CapitalRise reported a loss of around £1.5m for the year ended 31 July 2019, according to the document filed with Companies House.
However it declared itself “well funded”, having raised over £3.4m in equity over the period. A cash flow forecast for the following 12 months from the accounting period, prepared by management, indicated that the firm will have enough cash to meet its debts as and when they are due.
The London-based firm said it “invested heavily” in process automation over the last financial year, which enabled it to keep human resource costs low whilst transaction volumes scaled significantly.
Read more: CapitalRise reaps benefits of Boris bounce
Monthly volumes from investors into the platform more than doubled compared to the previous financial year.
Commenting on the latest financial results, CapitalRise chief executive Uma Rajah (pictured) said it had been “a great year…of significant growth, without sacrificing quality standards”.
Looking ahead, the company is planning to maintain its focus on the prime market, she said, using its institutional funding lines to provide larger loans.

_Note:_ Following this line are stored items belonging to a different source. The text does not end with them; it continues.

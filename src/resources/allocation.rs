use serde::{Deserialize, Serialize};

#[derive(Debug, Clone, Copy, PartialEq, Eq, Hash, PartialOrd, Ord, Serialize, Deserialize)]
#[serde(rename_all = "snake_case")]
pub enum ResourceDimension {
    Credits,
    Tokens,
    Time,
    Memory,
}

impl ResourceDimension {
    pub const ALL: [ResourceDimension; 4] = [
        ResourceDimension::Credits,
        ResourceDimension::Tokens,
        ResourceDimension::Time,
        ResourceDimension::Memory,
    ];

    pub fn as_str(self) -> &'static str {
        match self {
            Self::Credits => "credits",
            Self::Tokens => "tokens",
            Self::Time => "time",
            Self::Memory => "memory",
        }
    }
}

impl std::fmt::Display for ResourceDimension {
    fn fmt(&self, f: &mut std::fmt::Formatter<'_>) -> std::fmt::Result {
        write!(f, "{}", self.as_str())
    }
}

/// One amount per resource dimension. Used for limits, consumption and
/// reservations alike; all arithmetic saturates at zero and `u64::MAX`.
#[derive(Debug, Clone, Copy, Default, PartialEq, Eq, Serialize, Deserialize)]
#[serde(rename_all = "camelCase")]
pub struct ResourceAmounts {
    #[serde(default)]
    pub credits: u64,
    #[serde(default)]
    pub tokens: u64,
    #[serde(default)]
    pub time_ms: u64,
    #[serde(default)]
    pub memory_mb: u64,
}

pub type ResourceLimits = ResourceAmounts;
pub type ResourceUsage = ResourceAmounts;

impl ResourceAmounts {
    pub fn new(credits: u64, tokens: u64, time_ms: u64, memory_mb: u64) -> Self {
        Self {
            credits,
            tokens,
            time_ms,
            memory_mb,
        }
    }

    pub fn credits(credits: u64) -> Self {
        Self {
            credits,
            ..Self::default()
        }
    }

    pub fn get(&self, dimension: ResourceDimension) -> u64 {
        match dimension {
            ResourceDimension::Credits => self.credits,
            ResourceDimension::Tokens => self.tokens,
            ResourceDimension::Time => self.time_ms,
            ResourceDimension::Memory => self.memory_mb,
        }
    }

    pub fn is_zero(&self) -> bool {
        ResourceDimension::ALL.iter().all(|dim| self.get(*dim) == 0)
    }

    pub fn saturating_add(&self, other: &Self) -> Self {
        Self {
            credits: self.credits.saturating_add(other.credits),
            tokens: self.tokens.saturating_add(other.tokens),
            time_ms: self.time_ms.saturating_add(other.time_ms),
            memory_mb: self.memory_mb.saturating_add(other.memory_mb),
        }
    }

    pub fn saturating_sub(&self, other: &Self) -> Self {
        Self {
            credits: self.credits.saturating_sub(other.credits),
            tokens: self.tokens.saturating_sub(other.tokens),
            time_ms: self.time_ms.saturating_sub(other.time_ms),
            memory_mb: self.memory_mb.saturating_sub(other.memory_mb),
        }
    }

    pub fn min(&self, other: &Self) -> Self {
        Self {
            credits: self.credits.min(other.credits),
            tokens: self.tokens.min(other.tokens),
            time_ms: self.time_ms.min(other.time_ms),
            memory_mb: self.memory_mb.min(other.memory_mb),
        }
    }

    /// True iff every dimension of `self` is at most the matching one in `bound`.
    pub fn fits_within(&self, bound: &Self) -> bool {
        ResourceDimension::ALL
            .iter()
            .all(|dim| self.get(*dim) <= bound.get(*dim))
    }

    pub fn exceeded_dimensions(&self, limits: &Self) -> Vec<ResourceDimension> {
        ResourceDimension::ALL
            .into_iter()
            .filter(|dim| self.get(*dim) > limits.get(*dim))
            .collect()
    }
}

#[derive(Debug, Clone, PartialEq, Eq, Serialize, Deserialize)]
#[serde(rename_all = "camelCase")]
pub struct ResourceAllocation {
    pub id: String,
    #[serde(default)]
    pub parent_id: Option<String>,
    pub limits: ResourceLimits,
    #[serde(default)]
    pub consumed: ResourceUsage,
    #[serde(default)]
    pub reserved: ResourceAmounts,
    pub created_at: i64,
    pub updated_at: i64,
}

impl ResourceAllocation {
    pub fn available(&self) -> ResourceAmounts {
        self.limits
            .saturating_sub(&self.consumed)
            .saturating_sub(&self.reserved)
    }
}

#[derive(Debug, Clone, Copy, Default, PartialEq, Serialize, Deserialize)]
#[serde(rename_all = "camelCase")]
pub struct PercentUsed {
    pub credits: f64,
    pub tokens: f64,
    pub time: f64,
    pub memory: f64,
}

impl PercentUsed {
    pub fn get(&self, dimension: ResourceDimension) -> f64 {
        match dimension {
            ResourceDimension::Credits => self.credits,
            ResourceDimension::Tokens => self.tokens,
            ResourceDimension::Time => self.time,
            ResourceDimension::Memory => self.memory,
        }
    }
}

#[derive(Debug, Clone, PartialEq, Serialize, Deserialize)]
#[serde(rename_all = "camelCase")]
pub struct UsageStats {
    pub allocation_id: String,
    pub consumed: ResourceUsage,
    pub reserved: ResourceAmounts,
    pub remaining: ResourceAmounts,
    pub percent_used: PercentUsed,
}

impl UsageStats {
    pub fn from_allocation(allocation: &ResourceAllocation) -> Self {
        let percent = |dim: ResourceDimension| {
            percent_of(allocation.consumed.get(dim), allocation.limits.get(dim))
        };
        Self {
            allocation_id: allocation.id.clone(),
            consumed: allocation.consumed,
            reserved: allocation.reserved,
            remaining: allocation.available(),
            percent_used: PercentUsed {
                credits: percent(ResourceDimension::Credits),
                tokens: percent(ResourceDimension::Tokens),
                time: percent(ResourceDimension::Time),
                memory: percent(ResourceDimension::Memory),
            },
        }
    }
}

fn percent_of(consumed: u64, limit: u64) -> f64 {
    if limit == 0 {
        return if consumed > 0 { 100.0 } else { 0.0 };
    }
    ((consumed as f64 / limit as f64) * 100.0).min(100.0)
}

#[cfg(test)]
mod tests {
    use super::*;

    #[test]
    fn available_never_underflows() {
        let allocation = ResourceAllocation {
            id: "a".to_string(),
            parent_id: None,
            limits: ResourceAmounts::credits(10),
            consumed: ResourceAmounts::credits(8),
            reserved: ResourceAmounts::credits(5),
            created_at: 0,
            updated_at: 0,
        };
        assert_eq!(allocation.available(), ResourceAmounts::default());
    }

    #[test]
    fn percent_used_is_capped_at_one_hundred() {
        assert_eq!(percent_of(150, 100), 100.0);
        assert_eq!(percent_of(25, 100), 25.0);
        assert_eq!(percent_of(0, 0), 0.0);
        assert_eq!(percent_of(1, 0), 100.0);
    }

    #[test]
    fn exceeded_dimensions_lists_only_overruns() {
        let usage = ResourceAmounts::new(11, 5, 0, 3);
        let limits = ResourceAmounts::new(10, 5, 100, 2);
        assert_eq!(
            usage.exceeded_dimensions(&limits),
            vec![ResourceDimension::Credits, ResourceDimension::Memory]
        );
    }
}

Rajah also revealed that the coronavirus pandemic has not impacted the business so far.
“Everything is on track at the moment,” she told Peer2Peer Finance News.
“The average term of our loans is 17 months, with big buffers built in to tolerate if development sites are unable to function for a while.
“We’re focused on our live loans and have stepped up communication to our customers. We’ve also stepped up our internal governance processes and loan monitoring.”
A recent development project in London’s Chelsea was funded last week extremely quickly, showing that “investor appetite is as strong as ever,” she said.
Rajah said that there are no loans currently available on its secondary market, indicating that CapitalRise has not experienced the same spike in withdrawal requests that other platforms have seen.
Rajah also said that CapitalRise has seen an increase in new deal flow amid the pandemic.
“Other lenders have hit the pause button and borrowers have been left at the altar,” she added.